Russia will remain a global force – even with an economy over reliant on energy – and Putin being the political force that controls the country. What makes the Russian weaponization of energy a force multiplier is “its vast geography, permanent membership in the UN Security Council, rebuilt military, and immense nuclear forces,” while having the ability to disrupt global prosperity, and sway political ideologies in the United States, Europe, Middle East, Asia, and the entire Artic Circle.

Putin understands that whoever controls energy controls the world – mainly fossil fuels – oil, petroleum, natural gas, coal, and nuclear energy to electricity is now added to this dominating mix. Now that Stalin has taken on mythological status under Putin’s tutelage, Joseph Stalin once said“The war (WWII) was decided by engines and octane.”Winston Churchill agreed with Stalin on the critical importance of fuel: “Above all, petrol governed every movement.”

The most devastating war in human history, and one that killed millions of Russians continues driving Putin’s choice to make energy the focal point of their economy, military, and forward-projecting foreign policy. This began the modern, energy-industrial complex that mechanized and industrialized energy as a war-making tool that still affects people-groups, countries, and entire regions of the world.

Russia, then the U.S.S.R. (former Soviet Union), and now current Russia have always thought of energy as a way for their government to dominate their countrymen, traditional spheres of influence (Ukraine, Georgia, Moldova, Ukraine, Estonia, Latvia, Lithuania, Belarus, Central Asia), and a strategic buffer zone against land-based attacks that came from Napoleon and Hitler’s armies that still haunts the Russian psyche.

The timeline of Russia from the 1917, violence-fueled Russian Revolution that brought the Bolsheviks to power, the rise and death of Stalin in 1953, World War II in-between, the Cold War that began March 5, 1946 in Winston Churchill’s famous speech declaring “an Iron Curtain has descended across the Continent,” has been powered by energy.

This kicked off the Cold War until the collapse of the Soviet Union in 1991. During this epoch in history the Soviets promoted global revolution using their economy and military that ran on fossil fuels and nuclear weaponry. In 1999 Vladimir Putin becomes Prime Minister after Boris Yeltsin resigns office, and the rebirth of the Soviet Union, and weaponization of energy continues until today under Putin’s regime.

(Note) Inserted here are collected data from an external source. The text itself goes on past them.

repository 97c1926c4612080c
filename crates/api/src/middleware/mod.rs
//! Authentication middleware extractors.
//!
//! - [`auth::AuthUser`] -- Extracts the authenticated user from a JWT Bearer token.

pub mod auth;
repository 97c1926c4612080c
//! Authentication primitives.
//!
//! - [`jwt`] -- JWT access-token generation and validation.

pub mod jwt;
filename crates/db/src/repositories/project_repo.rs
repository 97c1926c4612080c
//! Repository for the `projects` and `projects_users` tables.

use hourbook_core::types::DbId;
use sqlx::PgPool;

use crate::models::project::ProjectAccessRow;

pub struct ProjectRepo;

impl ProjectRepo {
    /// Resolve the manager of the project owning `task_id` and whether
    /// `member_id` belongs to it. Returns `None` if the task does not exist.
    pub async fn access_for_task(
        pool: &PgPool,
        task_id: DbId,
        member_id: DbId,
    ) -> Result<Option<ProjectAccessRow>, sqlx::Error> {
        sqlx::query_as::<_, ProjectAccessRow>(
            "SELECT p.user_id AS manager_id,
                    EXISTS (
                        SELECT 1 FROM projects_users pu
                        WHERE pu.project_id = p.id AND pu.user_id = $2
                    ) AS owner_is_member
             FROM tasks t
             JOIN projects p ON p.id = t.project_id
             WHERE t.id = $1",
        )
        .bind(task_id)
        .bind(member_id)
        .fetch_optional(pool)
        .await
    }
}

What Russia now promotes foremost over all objectives: “undermining the U.S.-led liberal international order and the cohesion of the West.”Russia’s principal adversaries in this geopolitical tug-of-war over energy and influence are the U.S., the European Union (EU), and North Atlantic Treaty Organization (NATO). All of these variables are meant to bolster Russia and Putin’s “commercial, military, and energy interests.”

This geopolitical struggle doesn’t take place without abundant, reliable, affordable, scalable, and flexible oil, and natural gas. This is likely why Russia has begun a massive coal exploration and production (E&P) program that has grown exponentially since 2017 according to Russia’s Federal State Statistics Service.

The entire Russian economy is now based on rewarding Putin’s oligarchical cronies, and ensuring Russian energy giants Rosneft and Gazprom can fill the Kremlin’s coffers to annex Crimea and gain a strategic foothold in the Middle East via the Syrian invasion. This economic system is now referred to as “Putinomics.” Using energy resources to fund global chaos, and wars while rewarding his favorite oligarchs and agencies that do the Kremlin’s bidding.

Russia is now in a full-fledged battle with western powers, and its affiliated allies over the fossil fuel industry. While the rest of the world is attempting to incorporate renewable energy to electricity onto its electrical grids, and pouring government monies into building momentum for a carbon-free society, Russia is going the opposite direction.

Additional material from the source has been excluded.